Un investissement important pour constituer une « Radio Londres » pour l’Europe du XXIe siècle en mettant les instruments les plus avancés de la communication contemporaine au service des valeurs et des objectifs de la construction européenne

Une Histoire pour l’Europe

Certes, nous disposons d’un vrai espace européen de l’enseignement supérieur, mais, la ferveur autour des thèmes européens a complètement disparu. L’époque est révolue où les plus grands historiens se battaient pour être les premiers à rédiger une histoire d’Europe qui ne fusse pas seulement une œuvre académique, mais l’ingrédient d’un projet civilisationnel.
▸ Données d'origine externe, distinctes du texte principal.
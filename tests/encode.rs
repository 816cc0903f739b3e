// End-to-end encoder scenarios: stream framing, reconstruction quality,
// cropping, and the bitrate/quality response to the quantization level.

use tinyhevc::array2d::Array2D;
use tinyhevc::{EncodeError, EncodedImage, HevcEncoder};

fn encode(img: &Array2D<u8>, qpd6: u8) -> EncodedImage {
  let encoder = HevcEncoder::new(img.rows(), img.cols(), qpd6, 7).unwrap();
  encoder.encode_image(img)
}

fn mse(a: &Array2D<u8>, b: &Array2D<u8>) -> f64 {
  let rows = a.rows().min(b.rows());
  let cols = a.cols().min(b.cols());
  let mut sse = 0u64;
  for i in 0..rows {
    for j in 0..cols {
      let diff = a[i][j] as i64 - b[i][j] as i64;
      sse += (diff * diff) as u64;
    }
  }
  sse as f64 / (rows * cols) as f64
}

fn psnr(a: &Array2D<u8>, b: &Array2D<u8>) -> f64 {
  10.0 * ((255.0 * 255.0) / mse(a, b).max(1e-9)).log10()
}

// Byte length of the fixed headers ahead of the CABAC slice payload
fn header_len(width: usize, height: usize) -> usize {
  let ue_bits = |value: usize| {
    let mut len = 1;
    let mut tmp = value + 2;
    while tmp != 1 {
      len += 2;
      tmp >>= 1;
    }
    len
  };
  let picture_bits = 4 + ue_bits(width) + ue_bits(height) + 22 + 24;
  50 + (picture_bits + 7) / 8 + 17 + 2
}

// A deterministic textured image: smooth gradients plus mid-amplitude noise
fn textured(rows: usize, cols: usize) -> Array2D<u8> {
  let mut state = 0x2F6E2B1u32;
  Array2D::new_with(rows, cols, |i, j| {
    state = state.wrapping_mul(1103515245).wrapping_add(12345);
    let noise = (state >> 24) & 0x3F;
    ((i + 2 * j) as u32 / 2 + noise).min(255) as u8
  })
}

#[test]
fn constant_gray_reconstructs_exactly() {
  // Every border degrades to mid-gray, so every predictor is exact and all
  // residuals quantize to zero
  const NAL_PREFIX: [u8; 50] = [
    0x00, 0x00, 0x00, 0x01, 0x40, 0x01, 0x0C, 0x01, 0xFF, 0xFF, 0x03, 0x10, 0x00, 0x00, 0x03,
    0x00, 0x00, 0x03, 0x00, 0x00, 0x03, 0x00, 0x00, 0x03, 0x00, 0xB4, 0xF0, 0x24, 0x00, 0x00,
    0x01, 0x42, 0x01, 0x01, 0x03, 0x10, 0x00, 0x00, 0x03, 0x00, 0x00, 0x03, 0x00, 0x00, 0x03,
    0x00, 0x00, 0x03, 0x00, 0xB4,
  ];

  let img = Array2D::new_with(32, 32, |_, _| 128u8);
  let out = encode(&img, 3);

  assert_eq!(&out.stream[..50], &NAL_PREFIX);
  assert_eq!(out.recon.rows(), 32);
  assert_eq!(out.recon.cols(), 32);
  for i in 0..32 {
    assert_eq!(&out.recon[i], &img[i]);
  }
}

#[test]
fn diagonal_ramp_reconstructs_cleanly_at_fine_qp() {
  let img = Array2D::new_with(64, 64, |i, j| ((i + j) % 256) as u8);
  let out = encode(&img, 0);
  assert!(psnr(&img, &out.recon) > 38.0, "PSNR {:.2}", psnr(&img, &out.recon));
}

#[test]
fn horizontal_gradient_compresses_tightly() {
  let img = Array2D::new_with(32, 64, |_, j| ((j * 255) / 63) as u8);
  let out = encode(&img, 2);
  assert!(out.stream.len() <= 200, "stream is {} bytes", out.stream.len());
}

#[test]
fn odd_dimensions_crop_to_ctu_multiples() {
  let img = Array2D::new_with(33, 65, |i, j| (i * 7 + j * 3) as u8);
  let encoder = HevcEncoder::new(img.rows(), img.cols(), 3, 7).unwrap();
  assert_eq!((encoder.height(), encoder.width()), (32, 64));

  let out = encoder.encode_image(&img);
  assert_eq!((out.recon.rows(), out.recon.cols()), (32, 64));
  assert!(out.stream.len() > header_len(64, 32));
}

#[test]
fn sub_ctu_image_is_rejected() {
  assert_eq!(HevcEncoder::new(31, 31, 3, 7).err(), Some(EncodeError::ImageTooSmall));
}

#[test]
fn qp_endpoints_trade_rate_for_distortion() {
  let img = textured(128, 128);
  let fine = encode(&img, 0);
  let coarse = encode(&img, 4);

  assert!(
    fine.stream.len() > coarse.stream.len(),
    "bytes: qpd6=0 {} vs qpd6=4 {}",
    fine.stream.len(),
    coarse.stream.len()
  );
  assert!(
    mse(&img, &fine.recon) <= mse(&img, &coarse.recon),
    "mse: qpd6=0 {:.3} vs qpd6=4 {:.3}",
    mse(&img, &fine.recon),
    mse(&img, &coarse.recon)
  );
}

#[test]
fn re_encoding_the_reconstruction_stabilizes() {
  // Reconstructed samples sit on the quantizer's reconstruction points, so
  // feeding the encoder its own output reaches a fixed point within the
  // first generation or two; from there every stream is byte-identical
  let img = textured(64, 64);
  let mut current = encode(&img, 3);

  let mut stable = false;
  for _ in 0..6 {
    let next = encode(&current.recon, 3);
    if next.stream == current.stream {
      stable = true;
      break;
    }
    current = next;
  }
  assert!(stable, "re-encoding did not converge to a byte-stable stream");
}

#[test]
fn slice_payload_has_no_start_code_emulation() {
  // 0x03 escapes keep 00 00 00..02 out of the payload; 00 00 03 is the
  // escape pattern itself and is allowed
  for img in [textured(64, 64), Array2D::new_with(64, 64, |_, _| 128u8)] {
    for qpd6 in [0u8, 3] {
      let out = encode(&img, qpd6);
      let payload = &out.stream[header_len(64, 64)..];
      for (i, w) in payload.windows(3).enumerate() {
        assert!(
          !(w[0] == 0x00 && w[1] == 0x00 && w[2] <= 0x02),
          "qpd6={} offset {}: {:02x?}",
          qpd6,
          i,
          w
        );
      }
    }
  }
}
Le filon de « l’éducation européenne » doit être repris, le défi d’écrire une histoire européenne et populaire, un manuel d’histoire commun, qui pose les bases d’une vraie « éducation européenne », reste intact.

Après Erasmus, Odysseus

Erasmus est l’un des rares programmes communautaires capables de produire une vraie transformation culturelle, formant le noyau d’une authentique génération européenne où la citoyenneté européenne dérive de l’expérience. On nait Européens, mais surtout on le devient.

Erasmus+ n’est ni entré dans l’imaginaire collectif des jeunes européens, n’ a ni modifier de manière décisive leur perception des opportunités offertes tout comme la très prometteuse expérience des « European Solidarity Corps ».

Un vrai Service Civil Européen, dédié aux jeunes de 18 à 25 ans, d’une durée de 6 à 12 mois, pour donner à tous les jeunes européens la possibilité d’un engagement direct dans le secteur environnemental, social ou culturel afin de réinventer l’identité européenne.

La Capitale

La capitale de l’Europe accueille un quartier européen un peu en catimini sans grands architectes ou projets iconiques dégageant une forte charge symbolique. Une « Eurotopie », espace de rencontre, de réflexion et de discussion pourrait permettre de réinventer le quartier européen afin de donner une âme à la capitale de l’Europe.

Un réseau d’Europa-cafés

Les zones rurales sont le trou noir de l’Europe, le terrain le plus fertile aux dynamiques socio-économiques qui éloignent de plus en plus les périphéries des centres urbains qui profitent de la mondialisation.

Historiquement, la géographie des vignes historiques en Europe recoupe en grande partie celle des monastères et comme le disait George Steiner, les cafés sont à la base de la culture européenne. Pourquoi ne pas reprendre à l’échelle continentale l’initiative « 1000 cafés pour revitaliser les campagnes » via un réseau d’« Europa cafés » catalyseur culturel afin de réparer les fractures entre les générations et entre les territoires.

Un projet Babel pour la traduction vocale

Un projet de recherche qui, comme celui sur le génome qui a mobilisé des scientifiques du monde entier, viserait à produire dans les cinq ans des outils portables, au format d’une oreillette sans fil, de traduction directe et verbale permettant à deux locuteurs de langues différentes de parler, et d’entendre l’autre, dans sa propre langue, de manière naturelle.

Ce projet Babel aurait un effet politique déterminant pour l’aventure européenne, et les gains de productivité considérables, dans tous les domaines d’activité de la vie de l’Union.

Quid du New Deal culturel de l’Europe ? Au futur, l’Europe ne doit plus sous évaluer le poids des idéaux et des passions vers un changement profond d’une « idée » à un « sentiment ».